Exercise brief –
From the first line of the entries below, reproduce everything exactly through the line with "pub fn highlight_refresh_interval(&self)", and nothing more.

==================================================

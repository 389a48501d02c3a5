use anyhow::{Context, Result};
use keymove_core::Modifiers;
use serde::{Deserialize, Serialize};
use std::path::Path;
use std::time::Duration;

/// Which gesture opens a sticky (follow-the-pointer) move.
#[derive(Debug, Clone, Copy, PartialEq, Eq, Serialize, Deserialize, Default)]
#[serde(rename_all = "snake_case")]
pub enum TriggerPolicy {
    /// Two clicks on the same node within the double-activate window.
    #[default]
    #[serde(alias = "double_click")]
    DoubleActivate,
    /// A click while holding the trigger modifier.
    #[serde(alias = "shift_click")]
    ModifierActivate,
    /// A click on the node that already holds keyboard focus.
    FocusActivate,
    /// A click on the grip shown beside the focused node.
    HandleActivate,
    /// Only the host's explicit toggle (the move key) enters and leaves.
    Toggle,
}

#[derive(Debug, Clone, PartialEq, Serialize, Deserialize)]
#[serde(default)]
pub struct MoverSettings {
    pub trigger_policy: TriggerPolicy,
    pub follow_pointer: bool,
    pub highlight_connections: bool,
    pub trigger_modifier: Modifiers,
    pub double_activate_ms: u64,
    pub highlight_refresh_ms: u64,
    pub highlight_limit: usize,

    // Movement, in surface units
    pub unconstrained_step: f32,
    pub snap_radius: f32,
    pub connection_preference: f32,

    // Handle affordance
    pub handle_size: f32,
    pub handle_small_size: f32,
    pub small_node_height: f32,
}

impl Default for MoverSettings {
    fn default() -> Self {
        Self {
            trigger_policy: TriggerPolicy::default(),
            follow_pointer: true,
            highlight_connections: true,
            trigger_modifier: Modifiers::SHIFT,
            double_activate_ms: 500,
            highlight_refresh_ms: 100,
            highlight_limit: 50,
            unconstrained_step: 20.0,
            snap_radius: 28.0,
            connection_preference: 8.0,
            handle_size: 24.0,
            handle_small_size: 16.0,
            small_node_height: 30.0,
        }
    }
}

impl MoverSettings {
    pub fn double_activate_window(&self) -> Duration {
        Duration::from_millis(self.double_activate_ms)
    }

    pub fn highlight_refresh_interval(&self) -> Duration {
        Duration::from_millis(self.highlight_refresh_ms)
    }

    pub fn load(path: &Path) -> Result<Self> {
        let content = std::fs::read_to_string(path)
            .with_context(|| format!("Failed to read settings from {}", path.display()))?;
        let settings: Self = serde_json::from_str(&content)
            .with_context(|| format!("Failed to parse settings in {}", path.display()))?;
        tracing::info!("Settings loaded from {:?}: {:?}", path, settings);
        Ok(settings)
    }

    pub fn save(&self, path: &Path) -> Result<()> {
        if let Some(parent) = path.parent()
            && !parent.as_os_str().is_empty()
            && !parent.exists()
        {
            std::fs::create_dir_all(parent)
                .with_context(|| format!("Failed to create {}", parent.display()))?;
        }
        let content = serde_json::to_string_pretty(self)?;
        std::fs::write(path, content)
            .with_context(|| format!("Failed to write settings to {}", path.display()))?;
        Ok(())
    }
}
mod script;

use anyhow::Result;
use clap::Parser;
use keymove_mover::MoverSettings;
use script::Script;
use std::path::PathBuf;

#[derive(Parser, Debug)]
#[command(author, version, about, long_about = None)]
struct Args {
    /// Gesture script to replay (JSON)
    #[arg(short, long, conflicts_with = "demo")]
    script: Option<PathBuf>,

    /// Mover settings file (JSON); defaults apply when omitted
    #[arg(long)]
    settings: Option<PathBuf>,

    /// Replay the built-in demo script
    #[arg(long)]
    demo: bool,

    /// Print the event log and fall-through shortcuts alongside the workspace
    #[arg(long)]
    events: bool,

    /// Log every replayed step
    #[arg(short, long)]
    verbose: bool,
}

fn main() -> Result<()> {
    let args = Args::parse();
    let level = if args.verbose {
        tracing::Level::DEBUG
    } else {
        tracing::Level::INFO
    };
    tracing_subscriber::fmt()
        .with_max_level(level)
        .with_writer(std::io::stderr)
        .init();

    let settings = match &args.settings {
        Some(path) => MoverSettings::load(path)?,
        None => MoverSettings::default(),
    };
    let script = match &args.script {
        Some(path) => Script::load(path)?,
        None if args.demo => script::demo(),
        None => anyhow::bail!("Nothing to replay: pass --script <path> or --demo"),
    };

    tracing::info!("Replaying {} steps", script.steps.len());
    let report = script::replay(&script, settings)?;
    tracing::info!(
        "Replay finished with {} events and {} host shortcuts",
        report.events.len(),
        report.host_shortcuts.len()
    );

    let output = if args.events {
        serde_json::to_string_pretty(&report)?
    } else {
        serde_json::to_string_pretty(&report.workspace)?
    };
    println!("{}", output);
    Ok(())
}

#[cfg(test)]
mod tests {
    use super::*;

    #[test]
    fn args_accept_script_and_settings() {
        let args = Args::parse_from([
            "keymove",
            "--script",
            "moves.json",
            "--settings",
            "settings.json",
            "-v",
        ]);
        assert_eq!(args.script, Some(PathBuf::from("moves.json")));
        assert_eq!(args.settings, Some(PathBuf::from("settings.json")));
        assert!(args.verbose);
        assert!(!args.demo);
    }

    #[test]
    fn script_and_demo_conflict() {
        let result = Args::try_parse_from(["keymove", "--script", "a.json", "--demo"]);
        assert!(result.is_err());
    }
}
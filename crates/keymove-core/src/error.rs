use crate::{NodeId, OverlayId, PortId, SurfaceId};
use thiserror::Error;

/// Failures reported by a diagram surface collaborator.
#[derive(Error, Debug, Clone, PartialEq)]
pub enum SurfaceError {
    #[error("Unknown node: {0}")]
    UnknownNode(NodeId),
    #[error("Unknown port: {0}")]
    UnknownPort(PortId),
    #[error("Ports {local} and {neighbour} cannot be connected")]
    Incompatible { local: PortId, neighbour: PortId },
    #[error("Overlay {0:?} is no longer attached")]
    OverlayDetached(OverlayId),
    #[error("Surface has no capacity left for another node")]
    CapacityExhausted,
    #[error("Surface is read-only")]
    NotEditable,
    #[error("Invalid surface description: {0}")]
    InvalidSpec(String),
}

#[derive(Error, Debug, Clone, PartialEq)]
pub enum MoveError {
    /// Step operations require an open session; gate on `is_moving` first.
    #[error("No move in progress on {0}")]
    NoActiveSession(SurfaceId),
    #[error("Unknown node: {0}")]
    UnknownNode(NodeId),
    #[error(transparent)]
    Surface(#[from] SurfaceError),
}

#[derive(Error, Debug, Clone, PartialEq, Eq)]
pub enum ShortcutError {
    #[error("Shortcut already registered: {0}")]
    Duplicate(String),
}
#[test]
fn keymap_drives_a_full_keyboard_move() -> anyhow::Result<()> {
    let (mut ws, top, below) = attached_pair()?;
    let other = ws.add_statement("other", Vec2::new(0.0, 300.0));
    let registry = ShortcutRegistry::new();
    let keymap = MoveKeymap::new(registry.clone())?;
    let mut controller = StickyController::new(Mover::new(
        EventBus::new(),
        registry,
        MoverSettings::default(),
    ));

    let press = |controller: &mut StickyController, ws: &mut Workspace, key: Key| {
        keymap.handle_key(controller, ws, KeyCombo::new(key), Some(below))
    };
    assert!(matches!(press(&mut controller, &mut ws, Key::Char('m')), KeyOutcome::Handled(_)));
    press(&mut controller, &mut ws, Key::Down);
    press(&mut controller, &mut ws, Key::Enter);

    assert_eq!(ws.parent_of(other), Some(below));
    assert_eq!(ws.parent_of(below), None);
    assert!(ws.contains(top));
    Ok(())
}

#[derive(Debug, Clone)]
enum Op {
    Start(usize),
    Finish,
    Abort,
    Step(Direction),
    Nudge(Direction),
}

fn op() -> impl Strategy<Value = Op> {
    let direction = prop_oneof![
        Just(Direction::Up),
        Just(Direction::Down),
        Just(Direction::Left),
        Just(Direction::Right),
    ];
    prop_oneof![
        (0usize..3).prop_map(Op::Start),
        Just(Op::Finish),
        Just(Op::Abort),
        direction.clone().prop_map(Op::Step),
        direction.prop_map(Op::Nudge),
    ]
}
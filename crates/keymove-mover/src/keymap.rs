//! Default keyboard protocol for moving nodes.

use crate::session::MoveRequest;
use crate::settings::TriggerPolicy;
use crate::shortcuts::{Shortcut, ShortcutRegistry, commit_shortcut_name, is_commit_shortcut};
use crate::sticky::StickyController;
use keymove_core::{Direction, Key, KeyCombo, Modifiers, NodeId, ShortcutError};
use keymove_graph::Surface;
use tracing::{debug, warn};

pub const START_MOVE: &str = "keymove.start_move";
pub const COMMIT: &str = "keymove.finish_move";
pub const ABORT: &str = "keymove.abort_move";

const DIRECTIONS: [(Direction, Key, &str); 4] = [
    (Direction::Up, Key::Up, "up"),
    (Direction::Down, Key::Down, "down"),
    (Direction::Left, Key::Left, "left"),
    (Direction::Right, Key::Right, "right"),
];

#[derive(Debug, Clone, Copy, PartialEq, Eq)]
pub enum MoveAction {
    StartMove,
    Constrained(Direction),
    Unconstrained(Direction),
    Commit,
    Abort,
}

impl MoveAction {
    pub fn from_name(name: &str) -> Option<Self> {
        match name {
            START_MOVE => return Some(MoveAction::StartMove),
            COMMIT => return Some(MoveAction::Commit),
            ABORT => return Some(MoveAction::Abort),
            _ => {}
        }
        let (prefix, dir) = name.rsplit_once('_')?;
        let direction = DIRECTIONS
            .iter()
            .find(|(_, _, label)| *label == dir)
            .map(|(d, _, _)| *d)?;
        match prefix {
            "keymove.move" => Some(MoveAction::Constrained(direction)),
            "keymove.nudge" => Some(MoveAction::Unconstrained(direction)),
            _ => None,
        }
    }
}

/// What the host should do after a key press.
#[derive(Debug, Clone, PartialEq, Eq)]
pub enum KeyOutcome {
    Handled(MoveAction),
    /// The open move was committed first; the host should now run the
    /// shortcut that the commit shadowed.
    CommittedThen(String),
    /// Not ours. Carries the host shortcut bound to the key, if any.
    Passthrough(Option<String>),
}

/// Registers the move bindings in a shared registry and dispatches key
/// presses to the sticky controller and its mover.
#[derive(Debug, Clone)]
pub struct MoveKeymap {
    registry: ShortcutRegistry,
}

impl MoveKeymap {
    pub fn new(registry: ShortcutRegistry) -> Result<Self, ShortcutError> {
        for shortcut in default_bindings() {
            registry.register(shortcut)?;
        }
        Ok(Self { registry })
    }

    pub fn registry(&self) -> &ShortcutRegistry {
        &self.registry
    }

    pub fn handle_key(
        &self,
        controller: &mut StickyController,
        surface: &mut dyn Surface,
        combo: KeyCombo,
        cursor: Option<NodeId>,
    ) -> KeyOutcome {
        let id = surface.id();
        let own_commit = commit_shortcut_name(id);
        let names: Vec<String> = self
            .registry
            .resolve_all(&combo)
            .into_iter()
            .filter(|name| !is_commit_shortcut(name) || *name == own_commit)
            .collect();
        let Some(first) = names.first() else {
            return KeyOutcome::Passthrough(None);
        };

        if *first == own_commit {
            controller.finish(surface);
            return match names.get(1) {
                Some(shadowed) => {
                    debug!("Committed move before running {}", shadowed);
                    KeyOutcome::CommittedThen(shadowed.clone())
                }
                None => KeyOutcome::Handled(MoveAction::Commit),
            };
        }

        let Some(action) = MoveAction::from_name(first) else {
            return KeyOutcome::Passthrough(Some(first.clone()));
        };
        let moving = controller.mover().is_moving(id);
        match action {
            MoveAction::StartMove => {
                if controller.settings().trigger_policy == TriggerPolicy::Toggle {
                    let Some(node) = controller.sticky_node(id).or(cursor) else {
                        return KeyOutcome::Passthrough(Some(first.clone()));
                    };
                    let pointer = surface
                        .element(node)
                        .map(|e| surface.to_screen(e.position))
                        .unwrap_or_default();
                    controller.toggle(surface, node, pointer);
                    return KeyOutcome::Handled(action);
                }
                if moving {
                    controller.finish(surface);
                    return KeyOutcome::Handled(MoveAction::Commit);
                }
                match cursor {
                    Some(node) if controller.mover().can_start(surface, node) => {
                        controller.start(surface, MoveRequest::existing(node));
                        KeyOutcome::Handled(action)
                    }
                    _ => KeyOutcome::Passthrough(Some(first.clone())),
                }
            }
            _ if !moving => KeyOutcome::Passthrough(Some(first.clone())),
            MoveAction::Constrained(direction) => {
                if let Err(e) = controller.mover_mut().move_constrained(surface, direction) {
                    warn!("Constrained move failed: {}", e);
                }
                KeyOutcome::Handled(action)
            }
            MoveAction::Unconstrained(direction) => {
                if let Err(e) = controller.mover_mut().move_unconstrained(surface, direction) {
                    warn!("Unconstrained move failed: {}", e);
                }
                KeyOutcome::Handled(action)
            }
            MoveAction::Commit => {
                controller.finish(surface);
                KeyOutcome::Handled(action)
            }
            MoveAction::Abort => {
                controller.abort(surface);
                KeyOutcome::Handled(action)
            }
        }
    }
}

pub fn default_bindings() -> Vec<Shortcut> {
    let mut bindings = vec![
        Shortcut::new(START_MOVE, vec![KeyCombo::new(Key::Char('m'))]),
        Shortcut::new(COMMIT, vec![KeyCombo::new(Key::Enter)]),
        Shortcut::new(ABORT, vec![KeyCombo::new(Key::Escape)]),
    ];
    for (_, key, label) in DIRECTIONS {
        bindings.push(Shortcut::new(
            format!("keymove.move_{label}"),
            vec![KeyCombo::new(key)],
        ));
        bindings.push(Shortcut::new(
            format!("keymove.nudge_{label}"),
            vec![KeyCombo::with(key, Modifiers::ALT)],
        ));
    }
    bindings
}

==================================================

Response to this task –
repository 389a48501d02c3a5
use anyhow::{Context, Result};
use keymove_core::Modifiers;
use serde::{Deserialize, Serialize};
use std::path::Path;
use std::time::Duration;

/// Which gesture opens a sticky (follow-the-pointer) move.
#[derive(Debug, Clone, Copy, PartialEq, Eq, Serialize, Deserialize, Default)]
#[serde(rename_all = "snake_case")]
pub enum TriggerPolicy {
    /// Two clicks on the same node within the double-activate window.
    #[default]
    #[serde(alias = "double_click")]
    DoubleActivate,
    /// A click while holding the trigger modifier.
    #[serde(alias = "shift_click")]
    ModifierActivate,
    /// A click on the node that already holds keyboard focus.
    FocusActivate,
    /// A click on the grip shown beside the focused node.
    HandleActivate,
    /// Only the host's explicit toggle (the move key) enters and leaves.
    Toggle,
}

#[derive(Debug, Clone, PartialEq, Serialize, Deserialize)]
#[serde(default)]
pub struct MoverSettings {
    pub trigger_policy: TriggerPolicy,
    pub follow_pointer: bool,
    pub highlight_connections: bool,
    pub trigger_modifier: Modifiers,
    pub double_activate_ms: u64,
    pub highlight_refresh_ms: u64,
    pub highlight_limit: usize,

    // Movement, in surface units
    pub unconstrained_step: f32,
    pub snap_radius: f32,
    pub connection_preference: f32,

    // Handle affordance
    pub handle_size: f32,
    pub handle_small_size: f32,
    pub small_node_height: f32,
}

impl Default for MoverSettings {
    fn default() -> Self {
        Self {
            trigger_policy: TriggerPolicy::default(),
            follow_pointer: true,
            highlight_connections: true,
            trigger_modifier: Modifiers::SHIFT,
            double_activate_ms: 500,
            highlight_refresh_ms: 100,
            highlight_limit: 50,
            unconstrained_step: 20.0,
            snap_radius: 28.0,
            connection_preference: 8.0,
            handle_size: 24.0,
            handle_small_size: 16.0,
            small_node_height: 30.0,
        }
    }
}

impl MoverSettings {
    pub fn double_activate_window(&self) -> Duration {
        Duration::from_millis(self.double_activate_ms)
    }

    pub fn highlight_refresh_interval(&self) -> Duration {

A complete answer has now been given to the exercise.